If you want to move beyond the theory and actually feel the difference Buber was talking about, try these shifts in your daily routine:

  • The "No-Device" First Five: When you meet someone—a partner, a roommate, a coworker—spend the first five minutes with your phone completely out of sight. No "It" distractions. Just the "Between."
  • Listen for the Unsaid: In I-It, we listen for information. In I-Thou, we listen for the person. Next time someone speaks to you, try to hear the tone and the intent more than the literal data.
  • Acknowledge the Objects: Even with physical things, try to shift your perspective. Instead of seeing your house as an "asset" or a "hassle," try to see it as a space that holds your life.

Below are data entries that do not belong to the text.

use anyhow::{anyhow, Context, Result};
use clap::Args;
use std::path::Path;
use std::time::Duration;

pub const DEFAULT_PORT: u16 = 8420;

/// How many consecutive ports are checked and tried.
const PORT_ATTEMPTS: u16 = 10;

const HEALTH_TIMEOUT: Duration = Duration::from_secs(1);

#[derive(Args, Debug, Clone)]
pub struct ServeArgs {
    /// Port to listen on (the next free one is used if taken)
    #[arg(long, env = "PORT", default_value_t = DEFAULT_PORT)]
    pub port: u16,

    /// Don't open the browser automatically
    #[arg(long)]
    pub no_open: bool,
}

pub fn run(home: &Path, args: &ServeArgs) -> Result<()> {
    if args.port != 0 {
        if let Some(port) = find_running_instance(args.port) {
            let url = format!("http://localhost:{port}");
            println!("Claude Code Manager is already running at {url}");
            if !args.no_open {
                ccm_server::open_browser(&url);
            }
            return Ok(());
        }
    }

    let rt = tokio::runtime::Runtime::new()?;
    let home = home.to_path_buf();
    let requested = args.port;
    let open_browser = !args.no_open;

    rt.block_on(async move {
        let listener = bind(requested).await?;
        let actual_port = listener.local_addr()?.port();
        if requested != 0 && actual_port != requested {
            println!("Port {requested} is in use, using {actual_port} instead");
        }
        println!("Claude Code Manager → http://localhost:{actual_port}  (Ctrl-C to stop)");

        let shutdown = async {
            let _ = tokio::signal::ctrl_c().await;
        };
        ccm_server::serve_on(home, listener, open_browser, shutdown).await
    })
}

fn candidate_ports(start: u16) -> impl Iterator<Item = u16> {
    (0..PORT_ATTEMPTS).map_while(move |i| start.checked_add(i))
}

/// Look for a dashboard already answering on one of the candidate ports.
fn find_running_instance(start: u16) -> Option<u16> {
    let agent = ureq::AgentBuilder::new().timeout(HEALTH_TIMEOUT).build();
    candidate_ports(start).find(|&port| {
        let url = format!("http://127.0.0.1:{port}/api/health");
        let Ok(response) = agent.get(&url).call() else {
            return false;
        };
        response
            .into_string()
            .is_ok_and(|body| is_manager_health(&body))
    })
}

fn is_manager_health(body: &str) -> bool {
    serde_json::from_str::<serde_json::Value>(body).is_ok_and(|v| {
        v["status"] == "ok" && v["service"] == ccm_server::SERVICE_NAME
    })
}

/// Bind the first free port starting at `start`.
async fn bind(start: u16) -> Result<tokio::net::TcpListener> {
    if start == 0 {
        return tokio::net::TcpListener::bind(("127.0.0.1", 0))
            .await
            .context("failed to bind an ephemeral port");
    }
    let mut last_err = None;
    for port in candidate_ports(start) {
        match tokio::net::TcpListener::bind(("127.0.0.1", port)).await {
            Ok(listener) => return Ok(listener),
            Err(e) => {
                tracing::debug!(port, error = %e, "port unavailable");
                last_err = Some(e);
            }
        }
    }
    Err(anyhow!(
        "no free port in {start}..{}: {}",
        start.saturating_add(PORT_ATTEMPTS - 1),
        last_err.map(|e| e.to_string()).unwrap_or_default()
    ))
}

It sounds "woo-woo," but Buber insisted that we can have an I-Thou relationship with nature and art, too.
  • Audit Your Relationships: Look at your closest circle. Are you treating your friends as "Its" (people who provide fun, status, or help) or as "Thous"? If you find you're only calling people when you need something, it’s time for a "turning."

Buber didn't write this book to give us a new religion or a self-help hack. He wrote it because he was terrified that we were losing our humanity to the "world of things." In a world dominated by AI, algorithms, and 24/7 productivity, his 100-year-old warning feels less like philosophy and more like a survival manual. Stop experiencing. Start meeting.